PLoS ONE (Jan 2019)

Prediction of formation force during single-point incremental sheet metal forming using artificial intelligence techniques.

  • Ali Alsamhan,
  • Adham E Ragab,
  • Abdulmajeed Dabwan,
  • Mustafa M Nasr,
  • Lotfi Hidri

DOI
https://doi.org/10.1371/journal.pone.0221341
Journal volume & issue
Vol. 14, no. 8
p. e0221341

Abstract

Read online

Single-point incremental forming (SPIF) is a technology that allows incremental manufacturing of complex parts from a flat sheet using simple tools; further, this technology is flexible and economical.
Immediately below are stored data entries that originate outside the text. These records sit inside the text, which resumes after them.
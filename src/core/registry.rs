use crate::core::AppCatalog;
use crate::domain::model::{
    AppConfigEntry, AppDescriptor, LaunchSpec, VtyEndpoint, CONFIG_FLAG, DEFAULT_VTY_BIND_ADDR,
};
use crate::utils::error::{AppDescError, Result};
use crate::utils::validation::{
    validate_non_empty_string, validate_path, validate_port, validate_unique,
};
use serde::Serialize;
use std::net::IpAddr;

/// Immutable set of applications a harness may launch.
///
/// Built once through [`RegistryBuilder`], which rejects descriptors pointing
/// at unknown config keys, so every lookup after construction only has to
/// deal with names supplied by the caller.
#[derive(Debug, Clone, Serialize)]
pub struct AppRegistry {
    app_configs: Vec<AppConfigEntry>,
    apps: Vec<AppDescriptor>,
    #[serde(skip)]
    primary: Option<usize>,
    vty_command: Option<LaunchSpec>,
    vty_bind_addr: IpAddr,
}

impl AppRegistry {
    pub fn builder() -> RegistryBuilder {
        RegistryBuilder::default()
    }

    /// Registry with no entries and no primary app.
    pub fn empty() -> Self {
        Self {
            app_configs: Vec::new(),
            apps: Vec::new(),
            primary: None,
            vty_command: None,
            vty_bind_addr: DEFAULT_VTY_BIND_ADDR,
        }
    }

    pub fn config_entries(&self) -> &[AppConfigEntry] {
        &self.app_configs
    }

    fn config_entry(&self, app_name: &str) -> Result<&AppConfigEntry> {
        self.app_configs
            .iter()
            .find(|entry| entry.name == app_name)
            .ok_or_else(|| AppDescError::unknown(app_name))
    }

    /// Finds a descriptor by its config name, falling back to its label.
    pub fn descriptor(&self, name: &str) -> Result<&AppDescriptor> {
        self.apps
            .iter()
            .find(|app| app.config_name == name)
            .or_else(|| self.apps.iter().find(|app| app.label == name))
            .ok_or_else(|| AppDescError::unknown(name))
    }

    /// Command for interactive sessions: the explicit override when declared,
    /// otherwise the primary app's launch spec.
    pub fn vty_command(&self) -> Result<LaunchSpec> {
        if let Some(cmd) = &self.vty_command {
            return Ok(cmd.clone());
        }
        let primary = self.primary_app()?;
        self.build_launch_spec(primary)
    }

    pub fn vty_bind_addr(&self) -> IpAddr {
        self.vty_bind_addr
    }

    pub fn vty_endpoint(&self, descriptor: &AppDescriptor) -> VtyEndpoint {
        VtyEndpoint {
            bind_addr: self.vty_bind_addr,
            port: descriptor.port,
        }
    }

    pub fn is_empty(&self) -> bool {
        self.apps.is_empty()
    }

    pub fn len(&self) -> usize {
        self.apps.len()
    }

    pub fn to_json(&self) -> Result<String> {
        #[derive(Serialize)]
        struct Dump<'a> {
            #[serde(flatten)]
            registry: &'a AppRegistry,
            primary: Option<&'a str>,
        }

        let dump = Dump {
            registry: self,
            primary: self.primary_app().ok().map(|app| app.config_name.as_str()),
        };
        Ok(serde_json::to_string_pretty(&dump)?)
    }
}

impl AppCatalog for AppRegistry {
    fn config_paths(&self, app_name: &str) -> Result<&[String]> {
        Ok(&self.config_entry(app_name)?.paths)
    }

    fn list_applications(&self) -> &[AppDescriptor] {
        &self.apps
    }

    fn primary_app(&self) -> Result<&AppDescriptor> {
        self.primary
            .and_then(|idx| self.apps.get(idx))
            .ok_or(AppDescError::NoPrimaryConfigured)
    }

    fn build_launch_spec(&self, descriptor: &AppDescriptor) -> Result<LaunchSpec> {
        let entry = self.config_entry(&descriptor.config_name)?;
        let config_path = entry
            .first_path()
            .ok_or_else(|| AppDescError::MissingConfigPath {
                app: entry.name.clone(),
            })?;

        Ok(LaunchSpec::new(vec![
            descriptor.executable_path.clone(),
            CONFIG_FLAG.to_string(),
            config_path.to_string(),
        ]))
    }
}

/// Collects declarations and validates them in [`RegistryBuilder::build`].
#[derive(Debug, Default)]
pub struct RegistryBuilder {
    app_configs: Vec<AppConfigEntry>,
    apps: Vec<AppDescriptor>,
    primary: Option<String>,
    vty_command: Option<LaunchSpec>,
    vty_bind_addr: Option<IpAddr>,
}

impl RegistryBuilder {
    pub fn app_config<I, S>(mut self, name: impl Into<String>, paths: I) -> Self
    where
        I: IntoIterator<Item = S>,
        S: Into<String>,
    {
        self.app_configs.push(AppConfigEntry::new(name, paths));
        self
    }

    pub fn app(mut self, descriptor: AppDescriptor) -> Self {
        self.apps.push(descriptor);
        self
    }

    /// Names the primary app by config name or label. Defaults to the first app.
    pub fn primary(mut self, name: impl Into<String>) -> Self {
        self.primary = Some(name.into());
        self
    }

    pub fn vty_command(mut self, command: LaunchSpec) -> Self {
        self.vty_command = Some(command);
        self
    }

    pub fn vty_bind_addr(mut self, addr: IpAddr) -> Self {
        self.vty_bind_addr = Some(addr);
        self
    }

    pub fn build(self) -> Result<AppRegistry> {
        validate_unique(
            "app_configs",
            self.app_configs.iter().map(|entry| entry.name.as_str()),
        )?;

        for entry in &self.app_configs {
            validate_non_empty_string("app_configs", &entry.name)?;
            if entry.paths.is_empty() {
                tracing::warn!("Application '{}' declares no config paths", entry.name);
            }
            for path in &entry.paths {
                validate_path(&format!("app_configs.{}", entry.name), path)?;
            }
        }

        for app in &self.apps {
            validate_port("apps.port", app.port)?;
            validate_path("apps.executable", &app.executable_path)?;
            validate_non_empty_string("apps.label", &app.label)?;
            if !self.app_configs.iter().any(|entry| entry.name == app.config_name) {
                return Err(AppDescError::unknown(&app.config_name));
            }
        }

        if let Some(cmd) = &self.vty_command {
            match cmd.program() {
                Some(program) => validate_path("vty_command", program)?,
                None => {
                    return Err(AppDescError::InvalidConfigValue {
                        field: "vty_command".to_string(),
                        value: String::new(),
                        reason: "Command cannot be empty".to_string(),
                    })
                }
            }
        }

        let primary = match &self.primary {
            Some(name) => Some(
                self.apps
                    .iter()
                    .position(|app| app.config_name == *name)
                    .or_else(|| self.apps.iter().position(|app| app.label == *name))
                    .ok_or_else(|| AppDescError::unknown(name))?,
            ),
            None if self.apps.is_empty() => None,
            None => Some(0),
        };

        tracing::debug!(
            "Built registry with {} config entries, {} apps, primary {:?}",
            self.app_configs.len(),
            self.apps.len(),
            primary.map(|idx| &self.apps[idx].label)
        );

        Ok(AppRegistry {
            app_configs: self.app_configs,
            apps: self.apps,
            primary,
            vty_command: self.vty_command,
            vty_bind_addr: self.vty_bind_addr.unwrap_or(DEFAULT_VTY_BIND_ADDR),
        })
    }
}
Measuring the forming force using this technology helps in preventing failures, determining the optimal processes, and implementing on-line control. In this paper, an experimental study using SPIF is described. This study focuses on the influence of four different process parameters, namely, step size, tool diameter, sheet thickness, and feed rate, on the maximum forming force. For an efficient force predictive model based on an adaptive neuro-fuzzy inference system (ANFIS), an artificial neural network (ANN) and a regressions model were applied. The predicted forces exhibited relatively good agreement with the experimental results. The results indicate that the performance of the ANFIS model realizes the full potential of the ANN model.